Tuesday, July 23, 2002
Hood River resident George Rouches died Sunday, July 21, 2002, at his home.
An entombment service will be held Friday, July 26, at 11 a.m. at Idlewild Mausoleum. A celebration of his life will be held at the Bowe Theater on Saturday at 11 a.m. followed by a reception at Divots Restaurant. Family and friends are invited to all.
George was born in Milwaukee, Wisc. on Aug. 24, 1934 to Peter Rouches, a restaurateur and shoemaker, and Antonia Burnazos Rouches. He was the youngest of six children.
George was a very hard worker, outstanding athlete and avid sportsman. He excelled in swimming, gymnastics and track, and was a talented artist as well. But golf was his passion. While attending Boys Tech High School, George was a pole-vaulting champion. He graduated from the University of Wisconsin in Madison and received his Masters in teaching at the University of New Mexico, Las Cruces.
George began his career as a physical education teacher and moved to Portland, Ore., in 1963, with his first wife Phylis, where he went to work at the family-owned Portland Bottling Company, starting as a route salesman and retiring as president in 1990. After leaving Portland Bottling Company, George became the Director of Marketing for Pumpkin Ridge Golf Club in Cornelius, Oregon.
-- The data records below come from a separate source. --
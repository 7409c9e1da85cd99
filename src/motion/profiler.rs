use std::sync::Arc;

use tracing::{debug, info};

use crate::error::{InputError, Result};
use crate::motion::flow::FlowEstimator;
use crate::motion::frames::FrameSource;

/// Motion intensity per consecutive frame pair, in frame order
///
/// Holds `frame_count - 1` non-negative samples.
#[derive(Debug, Clone, Default, PartialEq)]
pub struct MotionSequence {
    samples: Vec<f64>,
}

impl MotionSequence {
    pub fn new(samples: Vec<f64>) -> Self {
        Self { samples }
    }

    pub fn len(&self) -> usize {
        self.samples.len()
    }

    pub fn is_empty(&self) -> bool {
        self.samples.is_empty()
    }

    pub fn as_slice(&self) -> &[f64] {
        &self.samples
    }

    pub fn iter(&self) -> impl Iterator<Item = &f64> {
        self.samples.iter()
    }

    /// Smallest and largest sample, or `None` when empty
    pub fn bounds(&self) -> Option<(f64, f64)> {
        let mut iter = self.samples.iter().copied();
        let first = iter.next()?;
        Some(iter.fold((first, first), |(lo, hi), v| (lo.min(v), hi.max(v))))
    }
}

impl From<Vec<f64>> for MotionSequence {
    fn from(samples: Vec<f64>) -> Self {
        Self::new(samples)
    }
}

/// Turns a decoded frame stream into a [`MotionSequence`]
pub struct MotionProfiler {
    flow: Arc<dyn FlowEstimator>,
}

impl MotionProfiler {
    pub fn new(flow: Arc<dyn FlowEstimator>) -> Self {
        Self { flow }
    }

    /// Consume `source` and measure motion between every consecutive pair
    ///
    /// A single-frame source gives an empty sequence. A non-positive frame rate
    /// or a source without any readable frame is an invalid video.
    pub fn profile(&self, source: &mut dyn FrameSource) -> Result<MotionSequence> {
        let fps = source.frame_rate();
        if !(fps.is_finite() && fps > 0.0) {
            return Err(InputError::InvalidVideo {
                path: "<frame source>".to_string(),
                reason: format!("frame rate must be positive, got {}", fps),
            }.into());
        }

        let mut prev = source.next_frame()?.ok_or_else(|| InputError::InvalidVideo {
            path: "<frame source>".to_string(),
            reason: "no frame could be read".to_string(),
        })?;

        debug!("Profiling motion with {} at {}x{}", self.flow.name(), prev.width(), prev.height());

        let mut samples = Vec::new();
        while let Some(frame) = source.next_frame()? {
            let intensity = self.flow.motion_intensity(&prev, &frame)?;
            samples.push(intensity.max(0.0));
            prev = frame;

            if samples.len() % 250 == 0 {
                debug!("   {} frame pairs analyzed", samples.len());
            }
        }

        info!("   Motion profile: {} samples ({:.1}s at {:.2} fps)",
              samples.len(), (samples.len() + 1) as f64 / fps, fps);

        Ok(MotionSequence::new(samples))
    }
}
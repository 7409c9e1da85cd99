//! End-to-end orchestration: probe, motion, curve, render, assemble

pub mod engine;

pub use engine::{RampEngine, RampSummary};
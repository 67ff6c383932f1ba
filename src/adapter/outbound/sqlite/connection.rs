//! Database connection management using Diesel ORM.

use diesel::prelude::*;
use diesel::r2d2::{ConnectionManager, Pool};
use diesel::SqliteConnection;

use crate::error::{Error, Result};

/// Type alias for a SQLite connection pool.
pub type DbPool = Pool<ConnectionManager<SqliteConnection>>;

/// Create a connection pool for the given database URL.
///
/// Every `:memory:` connection opens its own empty database, so in-memory
/// pools should use `max_size` 1.
///
/// # Errors
/// Returns an error if the pool cannot be created.
pub fn create_pool(database_url: &str, max_size: u32) -> Result<DbPool> {
    let manager = ConnectionManager::<SqliteConnection>::new(database_url);
    Pool::builder()
        .max_size(max_size.max(1))
        .build(manager)
        .map_err(|e| Error::Connection(e.to_string()))
}

/// Configure SQLite connection pragmas used for metric reads.
///
/// # Errors
/// Returns an error if a pragma fails to apply.
pub fn configure_sqlite_connection(conn: &mut SqliteConnection) -> Result<()> {
    diesel::sql_query("PRAGMA busy_timeout=5000")
        .execute(conn)
        .map_err(|e| Error::Database(e.to_string()))?;
    Ok(())
}

#[cfg(test)]
mod tests {
    use super::*;

    #[test]
    fn create_pool_with_memory_db() {
        let pool = create_pool(":memory:", 1).unwrap();
        assert!(pool.get().is_ok());
    }

    #[test]
    fn zero_max_size_is_raised_to_one() {
        let pool = create_pool(":memory:", 0).unwrap();
        assert_eq!(pool.max_size(), 1);
    }

    #[test]
    fn configure_sqlite_connection_sets_pragmas() {
        let pool = create_pool(":memory:", 1).unwrap();
        let mut conn = pool.get().unwrap();
        assert!(configure_sqlite_connection(&mut conn).is_ok());
    }
}
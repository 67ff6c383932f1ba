//! Metric resolution with optional caching.

use std::sync::Arc;

use tracing::{debug, instrument};

use super::dialect::DialectRegistry;
use super::metric::{Metric, MetricRequest};
use super::range::RangeResolver;
use crate::domain::MetricResult;
use crate::error::Result;
use crate::port::outbound::cache::MetricCache;
use crate::port::outbound::source::DataSource;

/// Everything a metric needs to compute itself.
#[derive(Clone)]
pub struct MetricContext {
    pub source: Arc<dyn DataSource>,
    pub resolver: Arc<RangeResolver>,
    pub dialects: Arc<DialectRegistry>,
    pub cache: Option<Arc<dyn MetricCache>>,
}

impl MetricContext {
    /// A context with the built-in dialects and no cache.
    pub fn new(source: Arc<dyn DataSource>, resolver: Arc<RangeResolver>) -> Self {
        Self {
            source,
            resolver,
            dialects: Arc::new(DialectRegistry::new()),
            cache: None,
        }
    }

    #[must_use]
    pub fn with_dialects(mut self, dialects: Arc<DialectRegistry>) -> Self {
        self.dialects = dialects;
        self
    }

    #[must_use]
    pub fn with_cache(mut self, cache: Arc<dyn MetricCache>) -> Self {
        self.cache = Some(cache);
        self
    }

    /// Compute `metric` for `request`, going through the cache when both a
    /// cache and a TTL on the metric are configured.
    ///
    /// # Errors
    /// Propagates errors from the metric's calculation.
    #[instrument(skip_all, fields(metric = %metric.uri_key(), path = %request.path))]
    pub fn resolve(&self, metric: &dyn Metric, request: &MetricRequest) -> Result<MetricResult> {
        match (&self.cache, metric.cache_ttl()) {
            (Some(cache), Some(ttl)) => {
                let key = metric.cache_key(request);
                debug!(key = %key, ttl_secs = ttl.as_secs(), "Resolving metric through cache");
                cache.remember(&key, ttl, &mut || metric.calculate(self, request))
            }
            _ => metric.calculate(self, request),
        }
    }
}

#[cfg(test)]
mod tests {
    use super::*;
    use crate::adapter::outbound::clock::FixedClock;
    use crate::adapter::outbound::memory::{MemoryCache, MemoryRecord, MemorySource};
    use crate::application::metric::PartitionMetric;
    use chrono::{TimeZone, Utc};
    use std::time::Duration;

    fn context(source: Arc<MemorySource>) -> MetricContext {
        let clock = Arc::new(FixedClock::new(Utc.with_ymd_and_hms(2024, 3, 5, 12, 0, 0).unwrap()));
        MetricContext::new(source, Arc::new(RangeResolver::new(clock)))
            .with_cache(Arc::new(MemoryCache::new()))
    }

    fn record(status: &str) -> MemoryRecord {
        MemoryRecord::at(Utc.with_ymd_and_hms(2024, 3, 1, 0, 0, 0).unwrap()).label("status", status)
    }

    fn paid_count(result: &MetricResult) -> Option<f64> {
        match result {
            MetricResult::Partition(partition) => partition.value.get("paid"),
            _ => None,
        }
    }

    #[test]
    fn cached_metric_is_not_recomputed_within_ttl() {
        let source = Arc::new(MemorySource::new().with_records([record("paid")]));
        let ctx = context(source.clone());
        let metric = PartitionMetric::new("Orders By Status", "status")
            .cache_for(Duration::from_secs(300));
        let request = MetricRequest::new("/orders");

        let first = ctx.resolve(&metric, &request).unwrap();
        source.insert(record("paid"));
        let second = ctx.resolve(&metric, &request).unwrap();

        assert_eq!(paid_count(&first), Some(1.0));
        assert_eq!(paid_count(&second), Some(1.0));
    }

    #[test]
    fn uncached_metric_is_always_recomputed() {
        let source = Arc::new(MemorySource::new().with_records([record("paid")]));
        let ctx = context(source.clone());
        let metric = PartitionMetric::new("Orders By Status", "status");
        let request = MetricRequest::new("/orders");

        ctx.resolve(&metric, &request).unwrap();
        source.insert(record("paid"));
        let second = ctx.resolve(&metric, &request).unwrap();

        assert_eq!(paid_count(&second), Some(2.0));
    }

    #[test]
    fn cache_key_includes_sorted_params_and_extras() {
        let metric = PartitionMetric::new("Orders By Status", "status")
            .cache_key_part("tenant-7");
        let request = MetricRequest::new("/orders")
            .with_param("range", "MTD")
            .with_param("a", "1");
        assert_eq!(
            metric.cache_key(&request),
            "dashmetrics.metric.orders-by-status./orders?a=1&range=MTD.tenant-7"
        );
    }
}
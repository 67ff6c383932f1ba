use super::{Shift, TrendDateDialect};
use crate::domain::TrendUnit;

/// SQL Server `FORMAT` over `DATEADD`.
///
/// `FORMAT` has no ISO week pattern, so weeks are assembled from
/// `DATEPART(ISO_WEEK, ..)` and the year of that week's Thursday.
#[derive(Debug, Clone, Copy, Default)]
pub struct SqlServerDialect;

impl TrendDateDialect for SqlServerDialect {
    fn expression(&self, column: &str, unit: TrendUnit, offset_seconds: i32) -> String {
        let shifted = match Shift::from_seconds(offset_seconds) {
            Shift::None => column.to_string(),
            Shift::Hours(h) => format!("DATEADD(hour, {h}, {column})"),
            Shift::Minutes(m) => format!("DATEADD(minute, {m}, {column})"),
        };
        let format = match unit {
            TrendUnit::Month => "yyyy-MM",
            TrendUnit::Day => "yyyy-MM-dd",
            TrendUnit::Hour => "yyyy-MM-dd HH:00",
            TrendUnit::Minute => "yyyy-MM-dd HH:mm:00",
            TrendUnit::Week => {
                return format!(
                    "CONCAT(YEAR(DATEADD(day, 26 - DATEPART(ISO_WEEK, {shifted}), {shifted})), '-', \
                     RIGHT('0' + CAST(DATEPART(ISO_WEEK, {shifted}) AS VARCHAR(2)), 2))"
                );
            }
        };
        format!("FORMAT({shifted}, '{format}')")
    }
}
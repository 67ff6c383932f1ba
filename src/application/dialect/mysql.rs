use super::{Shift, TrendDateDialect};
use crate::domain::TrendUnit;

/// MySQL and MariaDB `date_format`.
#[derive(Debug, Clone, Copy, Default)]
pub struct MySqlDialect;

impl TrendDateDialect for MySqlDialect {
    fn expression(&self, column: &str, unit: TrendUnit, offset_seconds: i32) -> String {
        let format = match unit {
            TrendUnit::Month => "%Y-%m",
            TrendUnit::Week => "%x-%v",
            TrendUnit::Day => "%Y-%m-%d",
            TrendUnit::Hour => "%Y-%m-%d %H:00",
            TrendUnit::Minute => "%Y-%m-%d %H:%i:00",
        };
        let shifted = match Shift::from_seconds(offset_seconds) {
            Shift::None => column.to_string(),
            Shift::Hours(h) if h < 0 => format!("{column} - INTERVAL {} HOUR", -h),
            Shift::Hours(h) => format!("{column} + INTERVAL {h} HOUR"),
            Shift::Minutes(m) if m < 0 => format!("{column} - INTERVAL {} MINUTE", -m),
            Shift::Minutes(m) => format!("{column} + INTERVAL {m} MINUTE"),
        };
        format!("date_format({shifted}, '{format}')")
    }
}

#[cfg(test)]
mod tests {
    use super::*;

    #[test]
    fn renders_week_with_iso_year() {
        assert_eq!(
            MySqlDialect.expression("created_at", TrendUnit::Week, 0),
            "date_format(created_at, '%x-%v')"
        );
    }

    #[test]
    fn shifts_by_hours_or_minutes() {
        assert_eq!(
            MySqlDialect.expression("orders.created_at", TrendUnit::Month, 2 * 3600),
            "date_format(orders.created_at + INTERVAL 2 HOUR, '%Y-%m')"
        );
        assert_eq!(
            MySqlDialect.expression("created_at", TrendUnit::Minute, -(3 * 3600 + 1800)),
            "date_format(created_at - INTERVAL 210 MINUTE, '%Y-%m-%d %H:%i:00')"
        );
    }
}
//! Trait definitions (hexagonal ports). Depend only on domain.
//!
//! The aggregators never talk to a database, cache or wall clock directly.
//! They go through the outbound ports defined here, which adapters implement.
//!
//! # Available Ports
//!
//! - [`outbound::source::DataSource`] - Runs scalar and grouped aggregates
//! - [`outbound::cache::MetricCache`] - Remembers computed results for a TTL
//! - [`outbound::clock::Clock`] - Supplies "now"

pub mod outbound;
He was instrumental in developing Pumpkin Ridge into a world-class golf course. He became the General Manager of Hood River’s Indian Creek Golf Club in 1996.
In 1990, George married Linda Jensen, and they shared a life in Hood River with family and friends. George laughed often and loved much. He was a consummate joker and storyteller and making people laugh was a favorite pastime. He was revered in his professional, personal and social worlds; appreciated for his humorous personality and admired for his community involvement and gentlemanly manner. George received numerous accolades and awards during his careers in the bottling and golf businesses, but his greatest successes were the gifts of love and time he gave to family, friends, and community.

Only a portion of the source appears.